4e with the Mearls quote, should also be easy to low-magic. Dont' feel like you need to dole out what I playfully call " player-coddling bonuses," because you as the DM are smart enough not to throw epic level monsters at them :) Your main difficulty will be the absolute lack of normal creatures in the monster manual (leaving you glazed-over with epic level stuff you'll never use ;)

You can tone-down "spellcasters" by simply removing one or two at-will utility spells and telling the player to replace them with a non-spellcaster ability. It shouldn't be hard and obviously will not break the game. Hopefully spellcasters too will be sleightly weakened so that players "avoid" them rather than you having to house rule a bunch of stuff.

You can also superficially remove magical items by simply saying that no item is magical until it is +4 or higher and anything less is simply "superior mastercrafted." That worked well for me.

jh
 


You know why every character seems to have a bag of holding? Because despite how realistic it may be or how much suspension of disbelief it causes or whatever, and no matter how Gary Gygax did it, figuring out encumbrance rules for the amount of coins you're carrying isn't fun for players. Figuring out how much gold you can carry by weight is not fun, it's not challenging, it's math class. Everyone in every edition got a bag of holding as soon as they could. They were even common in the Forgotten Realms novels I read, in that non-adventuring nobles would have them.
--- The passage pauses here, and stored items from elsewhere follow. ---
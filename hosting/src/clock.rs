/// Turns real seconds into whole game days.
#[derive(Debug, Clone)]
pub struct DayClock {
    pub seconds_per_day: f32,
    elapsed: f32,
}

impl DayClock {
    pub fn new(seconds_per_day: f32) -> Self {
        Self {
            seconds_per_day,
            elapsed: 0.0,
        }
    }

    /// Returns number of days passed since previous update.
    pub fn update(&mut self, real_seconds: f32) -> u32 {
        if self.seconds_per_day <= 0.0 {
            return 0;
        }
        self.elapsed += real_seconds.max(0.0);
        let mut days = 0;
        while self.elapsed >= self.seconds_per_day {
            self.elapsed -= self.seconds_per_day;
            days += 1;
        }
        days
    }

    pub fn seconds_left(&self) -> f32 {
        (self.seconds_per_day - self.elapsed).max(0.0)
    }

    pub fn reset(&mut self) {
        self.elapsed = 0.0;
    }
}
pub use commands::*;
pub use domain::*;

mod commands;
mod domain;
use rusqlite::{params, Connection, OptionalExtension};

use log::{debug, info};
use std::path::Path;

/// Named save slots kept in a single SQLite table.
pub struct Storage {
    connection: Connection,
}

const SCHEMA: &str = "create table if not exists saves (
    slot text primary key,
    data text not null
);";

impl Storage {
    pub fn open<P: AsRef<Path>>(path: P) -> rusqlite::Result<Self> {
        let path = path.as_ref();
        info!("Open save storage {}", path.display());
        Self::setup(Connection::open(path)?)
    }

    pub fn open_in_memory() -> rusqlite::Result<Self> {
        Self::setup(Connection::open_in_memory()?)
    }

    fn setup(connection: Connection) -> rusqlite::Result<Self> {
        connection.execute_batch(SCHEMA)?;
        Ok(Storage { connection })
    }

    #[inline]
    pub fn connection(&self) -> &Connection {
        &self.connection
    }

    pub fn read_slot(&self, slot: &str) -> rusqlite::Result<Option<String>> {
        self.connection
            .query_row("select data from saves where slot = ?", [slot], |row| {
                row.get(0)
            })
            .optional()
    }

    pub fn write_slot(&self, slot: &str, data: &str) -> rusqlite::Result<()> {
        self.connection.execute(
            "insert into saves (slot, data) values (?1, ?2)
            on conflict(slot) do update set data = excluded.data",
            params![slot, data],
        )?;
        debug!("Write {} bytes to slot {}", data.len(), slot);
        Ok(())
    }

    /// Returns false if there was nothing to erase.
    pub fn erase_slot(&self, slot: &str) -> rusqlite::Result<bool> {
        let affected = self
            .connection
            .execute("delete from saves where slot = ?", [slot])?;
        Ok(affected > 0)
    }
}
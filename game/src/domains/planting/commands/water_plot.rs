use crate::math::Tile;
use crate::planting::Planting::PlotWatered;
use crate::planting::PlantingError::{NothingToWater, PlantDead};
use crate::planting::{Planting, PlantingDomain, PlantingError};

impl PlantingDomain {
    pub fn water_plot(
        &mut self,
        tile: Tile,
    ) -> Result<impl FnOnce() -> Vec<Planting> + '_, PlantingError> {
        let plot = self.get_plot_mut(tile)?;
        if plot.is_dead() {
            return Err(PlantDead { tile });
        }
        if !plot.sown {
            return Err(NothingToWater { tile });
        }
        let command = move || {
            plot.water += 1;
            plot.days_since_water = 0;
            vec![PlotWatered {
                tile,
                water: plot.water,
            }]
        };
        Ok(command)
    }
}
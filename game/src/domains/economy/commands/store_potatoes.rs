use crate::economy::Economy::PotatoesChanged;
use crate::economy::{Economy, EconomyDomain};

impl EconomyDomain {
    pub fn store_potatoes(&mut self, amount: u32) -> Vec<Economy> {
        self.player.potatoes += amount;
        vec![PotatoesChanged {
            potatoes: self.player.potatoes,
        }]
    }
}
use game::api::Event;
use game::economy::Upgrade;
use game::planting::Planting::PlotHarvested;
use game::planting::{Plot, Stage};
use game::timing::Timing::DayStarted;
use game::weather::Forecast;

use crate::testing::{at, sown, GameTestScenario, CORNER};

mod testing;

#[test]
fn test_day_counter_starts_at_one() {
    let scenario = GameTestScenario::new()
        .when_days_pass(3)
        .then_day_events_should_contain(Event::Timing(vec![DayStarted { day: 4 }]));
    assert_eq!(scenario.game.day(), 4);
}

#[test]
fn test_rain_waters_for_exact_number_of_days() {
    let scenario = GameTestScenario::new()
        .given_rain(3)
        .given_plot(CORNER, Plot::dug())
        .when_days_pass(2);
    assert!(scenario.game.weather.raining);
    let scenario = scenario
        .when_days_pass(1)
        .then_plot_should_be(CORNER, |plot| assert_eq!(plot.water, 3));
    assert!(!scenario.game.weather.raining);
    assert_eq!(scenario.game.weather.rain_days_remaining, 0);
    scenario
        .when_days_pass(1)
        .then_plot_should_be(CORNER, |plot| assert_eq!(plot.water, 3));
}

#[test]
fn test_rain_skips_undug_plots() {
    GameTestScenario::new()
        .given_rain(1)
        .when_days_pass(1)
        .then_plot_should_be(CORNER, |plot| assert_eq!(plot.water, 0));
}

#[test]
fn test_forecast_arrives_at_next_day_boundary() {
    // forecast 40% with a winning draw for 2 days, rain stop chance 55%
    let scenario = GameTestScenario::with_dice(&[40, 10, 2, 55]).given_plot(CORNER, Plot::dug());
    assert_eq!(
        scenario.game.weather.forecast,
        Forecast {
            chance: 40,
            duration: 2
        }
    );
    let scenario = scenario
        .when_days_pass(1)
        .then_plot_should_be(CORNER, |plot| assert_eq!(plot.water, 0));
    let weather = &scenario.game.weather;
    assert!(weather.raining);
    assert_eq!(weather.rain_days_remaining, 2);
    assert_eq!(weather.stop_chance, Some(55));
    assert_eq!(weather.forecast.duration, 0);

    let scenario = scenario
        .when_days_pass(2)
        .then_plot_should_be(CORNER, |plot| assert_eq!(plot.water, 2));
    assert!(!scenario.game.weather.raining);
    assert_eq!(scenario.game.weather.stop_chance, None);
}

#[test]
fn test_forecast_rolls_stay_in_climate_ranges() {
    let mut game = game::Game::new(
        game::rules::Rules::default(),
        Box::new(game::math::Random::with_seed(2024)),
    );
    for _ in 0..200 {
        game.advance_day();
        let forecast = game.weather.forecast;
        assert!((10..=60).contains(&forecast.chance));
        assert!(forecast.duration <= 3);
        if let Some(stop_chance) = game.weather.stop_chance {
            assert!((30..=70).contains(&stop_chance));
        }
    }
}

#[test]
fn test_irrigation_keeps_crops_alive() {
    GameTestScenario::new()
        .given_upgrade(Upgrade::Irrigation)
        .given_plot(CORNER, sown(Stage::Sprout))
        .given_plot(at(1, 0), Plot::dug())
        .when_days_pass(4)
        .then_plot_should_be(CORNER, |plot| {
            assert_eq!(plot.stage, Stage::Mature);
            assert_eq!(plot.days_since_water, 0);
            assert_eq!(plot.water, 0);
        })
        .then_plot_should_be(at(1, 0), |plot| assert_eq!(plot.water, 0));
}

#[test]
fn test_fertilizer_system_speeds_up_every_crop() {
    GameTestScenario::new()
        .given_upgrade(Upgrade::FertilizerSystem)
        .given_plot(
            CORNER,
            Plot {
                water: 2,
                ..sown(Stage::Sprout)
            },
        )
        .when_days_pass(1)
        .then_plot_should_be(CORNER, |plot| assert_eq!(plot.stage, Stage::Growing))
        .when_days_pass(1)
        .then_plot_should_be(CORNER, |plot| assert_eq!(plot.stage, Stage::Mature));
}

#[test]
fn test_tractor_harvests_ripe_crops() {
    GameTestScenario::new()
        .given_upgrade(Upgrade::Tractor)
        .given_plot(
            CORNER,
            Plot {
                water: 1,
                growth_days: 1,
                ..sown(Stage::Growing)
            },
        )
        .given_plot(at(2, 2), sown(Stage::Dead))
        .when_days_pass(1)
        .then_day_events_should_contain(Event::Planting(vec![PlotHarvested { tile: CORNER }]))
        .then_plot_should_be(CORNER, |plot| assert_eq!(plot, &Plot::dug()))
        .then_plot_should_be(at(2, 2), |plot| assert!(plot.is_dead()))
        .then_player_should_be(|player| assert_eq!(player.potatoes, 1));
}

#[test]
fn test_mature_crop_waits_without_tractor() {
    GameTestScenario::new()
        .given_plot(
            CORNER,
            Plot {
                water: 1,
                ..sown(Stage::Mature)
            },
        )
        .when_days_pass(1)
        .then_plot_should_be(CORNER, |plot| assert_eq!(plot.stage, Stage::Mature))
        .then_player_should_be(|player| assert_eq!(player.potatoes, 0));
}

#[test]
fn test_cheat_rain_starts_immediately() {
    let mut scenario = GameTestScenario::new().given_plot(CORNER, Plot::dug());
    scenario.game.cheat_rain(2);
    assert!(scenario.game.weather.raining);
    assert_eq!(scenario.game.weather.forecast.chance, 100);
    let mut scenario = scenario
        .when_days_pass(1)
        .then_plot_should_be(CORNER, |plot| assert_eq!(plot.water, 1));
    scenario.game.cheat_clear_weather();
    scenario
        .when_days_pass(1)
        .then_plot_should_be(CORNER, |plot| assert_eq!(plot.water, 1));
}

#[test]
fn test_census_counts_plots() {
    let scenario = GameTestScenario::new()
        .given_plot(CORNER, Plot::dug())
        .given_plot(
            at(1, 1),
            Plot {
                water: 1,
                ..sown(Stage::Sprout)
            },
        );
    let census = scenario.game.census();
    assert_eq!(census.dug, 2);
    assert_eq!(census.sown, 1);
    assert_eq!(census.watered, 1);
}

#[test]
fn test_tractor_ignores_unsown_mature_plot() {
    GameTestScenario::new()
        .given_upgrade(Upgrade::Tractor)
        .given_plot(
            CORNER,
            Plot {
                dug: true,
                stage: Stage::Mature,
                ..Plot::default()
            },
        )
        .when_days_pass(1)
        .then_plot_should_be(CORNER, |plot| assert_eq!(plot.stage, Stage::Mature))
        .then_player_should_be(|player| assert_eq!(player.potatoes, 0));
}

#[test]
fn test_cheat_forecast_rains_from_next_day() {
    let mut scenario = GameTestScenario::new().given_plot(CORNER, Plot::dug());
    scenario.game.cheat_forecast(Forecast {
        chance: 100,
        duration: 2,
    });
    assert!(!scenario.game.weather.raining);
    let scenario = scenario
        .when_days_pass(1)
        .then_plot_should_be(CORNER, |plot| assert_eq!(plot.water, 0));
    assert!(scenario.game.weather.raining);
    assert_eq!(scenario.game.weather.rain_days_remaining, 2);
    let scenario = scenario
        .when_days_pass(2)
        .then_plot_should_be(CORNER, |plot| assert_eq!(plot.water, 2));
    assert!(!scenario.game.weather.raining);
    scenario
        .when_days_pass(1)
        .then_plot_should_be(CORNER, |plot| assert_eq!(plot.water, 2));
}
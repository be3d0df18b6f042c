use crate::economy::Economy::{FertilizerChanged, SeedsChanged, TrowelChanged};
use crate::economy::EconomyError::{NoFertilizer, NoSeeds, NoTrowel};
use crate::economy::{Economy, EconomyDomain, EconomyError};

impl EconomyDomain {
    pub fn spend_seed(&mut self) -> Result<impl FnOnce() -> Vec<Economy> + '_, EconomyError> {
        if self.player.seeds == 0 {
            return Err(NoSeeds);
        }
        let command = move || {
            self.player.seeds -= 1;
            vec![SeedsChanged {
                seeds: self.player.seeds,
            }]
        };
        Ok(command)
    }

    pub fn spend_fertilizer(
        &mut self,
    ) -> Result<impl FnOnce() -> Vec<Economy> + '_, EconomyError> {
        if self.player.fertilizer == 0 {
            return Err(NoFertilizer);
        }
        let command = move || {
            self.player.fertilizer -= 1;
            vec![FertilizerChanged {
                fertilizer: self.player.fertilizer,
            }]
        };
        Ok(command)
    }

    pub fn wear_trowel(&mut self) -> Result<impl FnOnce() -> Vec<Economy> + '_, EconomyError> {
        let trowel = match self.player.trowel.as_mut() {
            Some(trowel) if trowel.durability > 0 => trowel,
            _ => return Err(NoTrowel),
        };
        let command = move || {
            trowel.durability -= 1;
            vec![TrowelChanged {
                trowel: Some(*trowel),
            }]
        };
        Ok(command)
    }
}
pub use clear_plot::*;
pub use dig_plot::*;
pub use expand_field::*;
pub use fertilize_plot::*;
pub use harvest_plot::*;
pub use sow_plot::*;
pub use water_plot::*;

mod clear_plot;
mod dig_plot;
mod expand_field;
mod fertilize_plot;
mod harvest_plot;
mod sow_plot;
mod water_plot;
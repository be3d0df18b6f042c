use crate::api::{ActionError, Event};
use crate::{occur, Game};

impl Game {
    pub(crate) fn sell_potatoes(&mut self) -> Result<Vec<Event>, ActionError> {
        let sell = self.economy.sell_potatoes(self.rules.prices.potato)?;
        let events = occur![sell(),];
        Ok(events)
    }
}
mod buy_item;
mod buy_upgrade;
mod clear_plot;
mod dig_plot;
mod fertilize_plot;
mod harvest_plot;
mod rename_farm;
mod sell_potatoes;
mod sow_plot;
mod use_tool;
mod water_plot;
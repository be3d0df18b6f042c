use log::{error, info};
use potato_host::{Configuration, FarmHostingThread};

fn main() {
    env_logger::init();
    let config = Configuration::from_env();
    info!("Host farm {:?}", config);
    match FarmHostingThread::spawn(config) {
        Ok(mut host) => host.join(),
        Err(error) => {
            error!("Unable to host farm: {}", error);
            std::process::exit(1);
        }
    }
}
use crate::math::Tile;
use crate::planting::Planting::PlotFertilized;
use crate::planting::PlantingError::{NothingToFertilize, PlantDead};
use crate::planting::{Planting, PlantingDomain, PlantingError};

impl PlantingDomain {
    pub fn fertilize_plot(
        &mut self,
        tile: Tile,
    ) -> Result<impl FnOnce() -> Vec<Planting> + '_, PlantingError> {
        let plot = self.get_plot_mut(tile)?;
        if !plot.sown {
            return Err(NothingToFertilize { tile });
        }
        if plot.is_dead() {
            return Err(PlantDead { tile });
        }
        let command = move || {
            plot.fertilizer_charge += 1;
            vec![PlotFertilized {
                tile,
                fertilizer_charge: plot.fertilizer_charge,
            }]
        };
        Ok(command)
    }
}
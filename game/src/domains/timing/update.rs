use crate::timing::{Timing, TimingDomain};

impl TimingDomain {
    pub fn start_new_day(&mut self) -> Vec<Timing> {
        self.day += 1;
        vec![Timing::DayStarted { day: self.day }]
    }

    pub fn load_day(&mut self, day: u32) {
        self.day = day;
    }
}
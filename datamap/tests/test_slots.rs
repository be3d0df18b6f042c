use datamap::Storage;

#[test]
fn test_read_empty_slot() {
    let storage = Storage::open_in_memory().unwrap();
    assert_eq!(storage.read_slot("potato-farm-save").unwrap(), None);
}

#[test]
fn test_write_then_read_slot() {
    let storage = Storage::open_in_memory().unwrap();
    storage.write_slot("potato-farm-save", "{\"day\":3}").unwrap();
    assert_eq!(
        storage.read_slot("potato-farm-save").unwrap(),
        Some("{\"day\":3}".to_string())
    );
}

#[test]
fn test_overwrite_slot() {
    let storage = Storage::open_in_memory().unwrap();
    storage.write_slot("a", "first").unwrap();
    storage.write_slot("a", "second").unwrap();
    storage.write_slot("b", "other").unwrap();
    assert_eq!(storage.read_slot("a").unwrap(), Some("second".to_string()));
    assert_eq!(storage.read_slot("b").unwrap(), Some("other".to_string()));
    let count: i64 = storage
        .connection()
        .query_row("select count(*) from saves", [], |row| row.get(0))
        .unwrap();
    assert_eq!(count, 2);
}

#[test]
fn test_erase_slot() {
    let storage = Storage::open_in_memory().unwrap();
    storage.write_slot("a", "data").unwrap();
    assert!(storage.erase_slot("a").unwrap());
    assert!(!storage.erase_slot("a").unwrap());
    assert_eq!(storage.read_slot("a").unwrap(), None);
}

#[test]
fn test_slots_survive_reopen() {
    let path = std::env::temp_dir().join(format!("datamap-slots-{}.sqlite", std::process::id()));
    {
        let storage = Storage::open(&path).unwrap();
        storage.write_slot("save", "kept").unwrap();
    }
    let storage = Storage::open(&path).unwrap();
    assert_eq!(storage.read_slot("save").unwrap(), Some("kept".to_string()));
    drop(storage);
    let _ = std::fs::remove_file(&path);
}
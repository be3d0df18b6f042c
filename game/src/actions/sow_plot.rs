use crate::api::{ActionError, Event};
use crate::math::Tile;
use crate::{occur, Game};

impl Game {
    pub(crate) fn sow_plot(&mut self, tile: Tile) -> Result<Vec<Event>, ActionError> {
        let sow = self.planting.sow_plot(tile)?;
        let spend_seed = self.economy.spend_seed()?;
        let events = occur![sow(), spend_seed(),];
        Ok(events)
    }
}
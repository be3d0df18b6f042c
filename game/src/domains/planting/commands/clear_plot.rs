use crate::math::Tile;
use crate::planting::Planting::PlotCleared;
use crate::planting::PlantingError::PlantNotDead;
use crate::planting::{Planting, PlantingDomain, PlantingError, Plot};

impl PlantingDomain {
    pub fn clear_plot(
        &mut self,
        tile: Tile,
    ) -> Result<impl FnOnce() -> Vec<Planting> + '_, PlantingError> {
        let plot = self.get_plot_mut(tile)?;
        if !plot.is_dead() {
            return Err(PlantNotDead { tile });
        }
        let command = move || {
            *plot = Plot::dug();
            vec![PlotCleared { tile }]
        };
        Ok(command)
    }
}
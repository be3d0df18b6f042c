pub use commands::*;
pub use domain::*;
pub use update::*;

mod commands;
mod domain;
mod update;
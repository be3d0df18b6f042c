use serde::{Deserialize, Serialize};

pub struct TimingDomain {
    pub day: u32,
}

impl Default for TimingDomain {
    fn default() -> Self {
        Self { day: 1 }
    }
}

#[derive(Debug, Clone, PartialEq, Serialize, Deserialize)]
pub enum Timing {
    DayStarted { day: u32 },
}
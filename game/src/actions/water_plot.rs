use crate::api::{ActionError, Event};
use crate::math::Tile;
use crate::{occur, Game};

impl Game {
    pub(crate) fn water_plot(&mut self, tile: Tile) -> Result<Vec<Event>, ActionError> {
        let water = self.planting.water_plot(tile)?;
        let events = occur![water(),];
        Ok(events)
    }
}
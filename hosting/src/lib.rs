use log::{error, info, warn};
use std::env;
use std::str::FromStr;
use std::sync::atomic::{AtomicBool, Ordering};
use std::sync::Arc;
use std::thread;
use std::thread::JoinHandle;
use std::time::{Duration, Instant};

use datamap::Storage;

pub use clock::*;
pub use session::*;

mod clock;
mod session;

#[derive(Debug, Clone, PartialEq)]
pub struct Configuration {
    pub database: String,
    pub save_slot: String,
    pub seconds_per_day: f32,
    pub autosave_interval: f32,
    pub seed: Option<u64>,
    /// Hosting stops after this many days, runs forever if not set.
    pub days_limit: Option<u32>,
}

impl Default for Configuration {
    fn default() -> Self {
        Self {
            database: "./farm.sqlite".to_string(),
            save_slot: "potato-farm-save".to_string(),
            seconds_per_day: 20.0,
            autosave_interval: 60.0,
            seed: None,
            days_limit: None,
        }
    }
}

impl Configuration {
    pub fn from_env() -> Self {
        Self::from_vars(|key| env::var(key).ok())
    }

    /// Applies `FARM_*` overrides found by `lookup` on top of defaults,
    /// unparsable or invalid values are ignored with a warning.
    pub fn from_vars<F>(lookup: F) -> Self
    where
        F: Fn(&str) -> Option<String>,
    {
        let mut config = Self::default();
        if let Some(database) = lookup("FARM_DATABASE") {
            config.database = database;
        }
        if let Some(seconds) = parse_var::<f32, _>(&lookup, "FARM_SECONDS_PER_DAY") {
            if seconds > 0.0 {
                config.seconds_per_day = seconds;
            } else {
                warn!("Ignore FARM_SECONDS_PER_DAY={}, must be positive", seconds);
            }
        }
        if let Some(seed) = parse_var(&lookup, "FARM_SEED") {
            config.seed = Some(seed);
        }
        if let Some(days) = parse_var(&lookup, "FARM_DAYS") {
            config.days_limit = Some(days);
        }
        config
    }
}

fn parse_var<T, F>(lookup: &F, key: &str) -> Option<T>
where
    T: FromStr,
    F: Fn(&str) -> Option<String>,
{
    let value = lookup(key)?;
    match value.parse() {
        Ok(value) => Some(value),
        Err(_) => {
            warn!("Ignore {}={:?}, unable to parse", key, value);
            None
        }
    }
}

#[derive(Debug, thiserror::Error)]
pub enum HostError {
    #[error("save storage failure: {0}")]
    Storage(#[from] rusqlite::Error),
    #[error("unable to serialize farm: {0}")]
    Snapshot(#[from] serde_json::Error),
}

/// Runs a local session on a dedicated thread until terminated or until
/// the configured days limit is reached.
pub struct FarmHostingThread {
    running: Arc<AtomicBool>,
    handle: Option<JoinHandle<()>>,
}

impl FarmHostingThread {
    pub fn spawn(config: Configuration) -> Result<Self, HostError> {
        let storage = Storage::open(&config.database)?;
        let running = Arc::new(AtomicBool::new(true));
        let running_thread = running.clone();
        let days_limit = config.days_limit;
        let handle = thread::spawn(move || {
            info!("Start farm hosting thread");
            let mut session = LocalSession::start(config, storage);
            let start_day = session.game().day();
            let mut tick = Instant::now();
            while running_thread.load(Ordering::Relaxed) {
                let time = tick.elapsed().as_secs_f32();
                tick = Instant::now();
                for event in session.update(time) {
                    if let Some(headline) = event.headline() {
                        info!("{}", headline);
                    }
                }
                if let Some(limit) = days_limit {
                    if session.game().day() - start_day >= limit {
                        running_thread.store(false, Ordering::Relaxed);
                    }
                }
                thread::sleep(Duration::from_millis(20));
            }
            if let Err(error) = session.save() {
                error!("Unable to save farm on shutdown: {}", error);
            }
            info!("Stop farm hosting thread");
        });
        Ok(Self {
            running,
            handle: Some(handle),
        })
    }

    pub fn terminate(&mut self) {
        self.running.store(false, Ordering::Relaxed)
    }

    pub fn join(&mut self) {
        if let Some(handle) = self.handle.take() {
            if handle.join().is_err() {
                warn!("Farm hosting thread panicked");
            }
        }
    }
}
And if second edition was so low magic, why does the player's handbook have 143 pages (out of 320) devoted to spells? The DMG has 67 pages of magic items.

The fourth edition PHB has 60 pages of spells, give or take, and 33 pages of magic items.

In keep in the borderlands, I count 27 magic items, not counting scrolls and potions, and counting things like "3-8 with +2 swords" as 1. This is just in the keep. There are 23 magical treasures (again not counting potions and scrolls) in the caves of chaos. In addition to that, there are 28 undead wearing amulets of protection from turning which can be taken, and four amulets of protection from good. I count 11 magic items in Keep on the Shadowfell.

Low magic and no reliance on magic items in the older editions indeed. Low magic has only meant one thing: Stingy DMs.

As for characters being defined by their magic items... Excalibur, Golden Fleece, Mjolnir, Stormbringer, Green Destiny, Kusanagi, The Sword of Shannara, The Deathly Hallows. Sting.

I'm not seeing the problem, other than the new rules mean tight-fisted DMs will have players who are even more unhappy, or that magic power is in the hands of the players as well as the DMs, which is all low-magic really means. "No, it's low magic, and magic is super-mysterious... your enemy is a wizard!"
 

I'm not running a regular D&D campaign. High magic conflicts with the "feel" of the world that I want to portray. High magic, like technology, also allow players to override plots really fast (particularly in horror/investigative adventures). Sort of like how the producers of Battlestar Galactica wanted to get rid of advanced technologies like those found in Star Trek. In my case, I don't like coming up with excuses why certain powers don't work or just say, "its magic."